The sanity in madness
When originally researching in South India for what was to become Basic Needs www.basicneeds.org.uk which celebrated its tenth anniversary last year, it became very apparent how many people labelled 'mentally ill' had very realistic, very rational abilities to assess their own condition.
Time and again you would meet people in the community centres/care homes we visited (primarily aimed at supporting 'middle class' Indians) who could give you very reasonable assessments of their condition and what, as a result, they could and could not entertain doing.
One man, I remember vividly, who happily introduced himself by saying, 'I am mad, you know' gave a very accurate and moving account of what he perceived as his limitations and opportunities for work within those limitations.
What equally struck home was the deep and necessary desire many people had for 'making a contribution'; that the ability to do work (paid or unpaid), to the limits of their known ability, was an important part of their perceived dignity and had an important part to play in their potential for recovery.
This desire (and its therapeutic and practical importance) was subsequently woven into Basic Needs' model of community based mental health care that has spread so successfully from its original inception in India to a range of other countries in Asia, Africa and now Latin America.
The notion of a sustainable livelihood was critical partly because when your are poor every penny does indeed count and the economic vulnerability of a poor family cannot sustain a mentally ill person, sometimes leading to abandonment but, more importantly, that work is a crucial aspect of identity and dignity. The ability to contribute in however small a measure helps make meaning for a person in a time when meanings are being deeply tested by the illness.

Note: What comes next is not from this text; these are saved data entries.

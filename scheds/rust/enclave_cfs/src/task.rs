// SPDX-License-Identifier: GPL-2.0
//
// This software may be used and distributed according to the terms of the
// GNU General Public License version 2.

//! Per-task scheduling state.
//!
//! The state machine is driven entirely by enclave messages and the pick
//! path. Transition legality is checked against an explicit map: illegal
//! transitions abort in debug builds and log-and-continue in release
//! builds, with a short ring of recent states for the post-mortem.

use std::collections::VecDeque;
use std::fmt;

use log::error;

use enclave_core::{BarrierToken, TaskId, TimeNs};

#[derive(Debug, Clone, Copy, PartialEq, Eq)]
pub enum TaskState {
    Blocked,
    Runnable,
    Running,
    Done,
}

impl fmt::Display for TaskState {
    fn fmt(&self, f: &mut fmt::Formatter<'_>) -> fmt::Result {
        let name = match self {
            TaskState::Blocked => "Blocked",
            TaskState::Runnable => "Runnable",
            TaskState::Running => "Running",
            TaskState::Done => "Done",
        };
        write!(f, "{name}")
    }
}

const fn mask(state: TaskState) -> u8 {
    1 << state as u8
}

/// For each destination state, the set of states it may be entered from.
const fn valid_from(next: TaskState) -> u8 {
    match next {
        // Block and switchto take a running task off-CPU.
        TaskState::Blocked => mask(TaskState::Running),
        // Wakeup, yield, or the preempt-requeue in pick-next.
        TaskState::Runnable => mask(TaskState::Blocked) | mask(TaskState::Running),
        // Only a pick can put a task on-CPU.
        TaskState::Running => mask(TaskState::Runnable),
        // Departure and death are legal from anywhere.
        TaskState::Done => {
            mask(TaskState::Blocked) | mask(TaskState::Runnable) | mask(TaskState::Running)
        }
    }
}

const STATE_RING_CAP: usize = 8;

/// A task's lifecycle state plus a bounded ring of recent states.
#[derive(Debug)]
pub struct RunState {
    state: TaskState,
    recent: VecDeque<TaskState>,
}

impl RunState {
    fn new() -> Self {
        RunState {
            state: TaskState::Blocked,
            recent: VecDeque::with_capacity(STATE_RING_CAP),
        }
    }

    pub fn get(&self) -> TaskState {
        self.state
    }

    pub fn set(&mut self, id: TaskId, next: TaskState) {
        if valid_from(next) & mask(self.state) == 0 {
            error!(
                "{id}: illegal transition {} -> {} (recent: {:?})",
                self.state, next, self.recent
            );
            debug_assert!(false, "illegal task state transition");
        }
        if self.recent.len() == STATE_RING_CAP {
            self.recent.pop_front();
        }
        self.recent.push_back(self.state);
        self.state = next;
    }
}

/// One schedulable task as the agent sees it.
#[derive(Debug)]
pub struct CfsTask {
    pub id: TaskId,
    pub state: RunState,
    /// Owning CPU, or -1 while the task has not been assigned one.
    pub cpu: i32,
    /// Accumulated virtual runtime; the run-queue ordering key.
    pub vruntime: TimeNs,
    /// Barrier token of the last message consumed for this task.
    pub seqnum: BarrierToken,
    /// Enclave-reported cumulative runtime snapshotted when the task was
    /// last picked; used to compute on-CPU residency at tick time.
    pub runtime_at_first_pick: TimeNs,
}

impl CfsTask {
    pub fn new(id: TaskId, seqnum: BarrierToken) -> Self {
        CfsTask {
            id,
            state: RunState::new(),
            cpu: -1,
            vruntime: 0,
            seqnum,
            runtime_at_first_pick: 0,
        }
    }
}

#[cfg(test)]
mod tests {
    use super::*;

    #[test]
    fn test_new_task_starts_blocked_unassigned() {
        let t = CfsTask::new(TaskId(1), 1);
        assert_eq!(t.state.get(), TaskState::Blocked);
        assert_eq!(t.cpu, -1);
        assert_eq!(t.vruntime, 0);
    }

    #[test]
    fn test_legal_lifecycle() {
        let mut t = CfsTask::new(TaskId(1), 1);
        t.state.set(t.id, TaskState::Runnable);
        t.state.set(t.id, TaskState::Running);
        t.state.set(t.id, TaskState::Runnable);
        t.state.set(t.id, TaskState::Running);
        t.state.set(t.id, TaskState::Blocked);
        assert_eq!(t.state.get(), TaskState::Blocked);
        t.state.set(t.id, TaskState::Done);
        assert_eq!(t.state.get(), TaskState::Done);
    }

    #[test]
    #[cfg(debug_assertions)]
    #[should_panic(expected = "illegal task state transition")]
    fn test_blocked_cannot_run_directly() {
        let mut t = CfsTask::new(TaskId(1), 1);
        t.state.set(t.id, TaskState::Running);
    }

    #[test]
    fn test_done_from_any_state() {
        for setup in 0..3 {
            let mut t = CfsTask::new(TaskId(1), 1);
            if setup >= 1 {
                t.state.set(t.id, TaskState::Runnable);
            }
            if setup >= 2 {
                t.state.set(t.id, TaskState::Running);
            }
            t.state.set(t.id, TaskState::Done);
            assert_eq!(t.state.get(), TaskState::Done);
        }
    }
}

I was given cause to recall this last night when attending a talk on spirituality in mental health by one of the founders of the 'spirituality interest group' within the British College of Psychiatrists. It was a very interesting and sensitive talk about how to enable psychiatrists to be more aware of the spiritual/religious dimensions of the person when understanding their story (or 'case').
But it occurred to me as I listened that the functioning notion of 'spirituality' used here was very 'high' or 'vertical' - souls and spirits much to the fore - and that it might be possible and more productive to think more 'horizontally' as well: of the simple acts of inclusion that we fail to enact and recognizing the contribution that people can make when ill (as an aid to dignity and recovery). I remember visiting a 'tool hire business' in New Hampshire run by people all of whom had serious histories of mental illness that gave people significantly more than a job: a community of common interest and care.
The talk reminded, slightly unfairly, of a friend who told me of his neighbour, a writer, versed in books on spirituality (and 'spiritual intelligence') who persistently let their rubbish bins overflow to the invitation of rancid smells and the visitation of vermin, much to the misery of their neighbours!
In one of Meister Eckhart's sermons he attempts a daring inversion of the traditional pattern: he honours Martha over Mary. Mary may sit at the feet of her Lord rapt in contemplation but it is Martha who creates the conditions out of which such contemplation is possible: a swept floor, food on the table. It is in these enabling conditions of a caring, cared for life that people with mental illness both need and, critically, need to contribute too; and, it is often the second dimension of this sentence that lies neglected in which a sound spirituality might be discovered.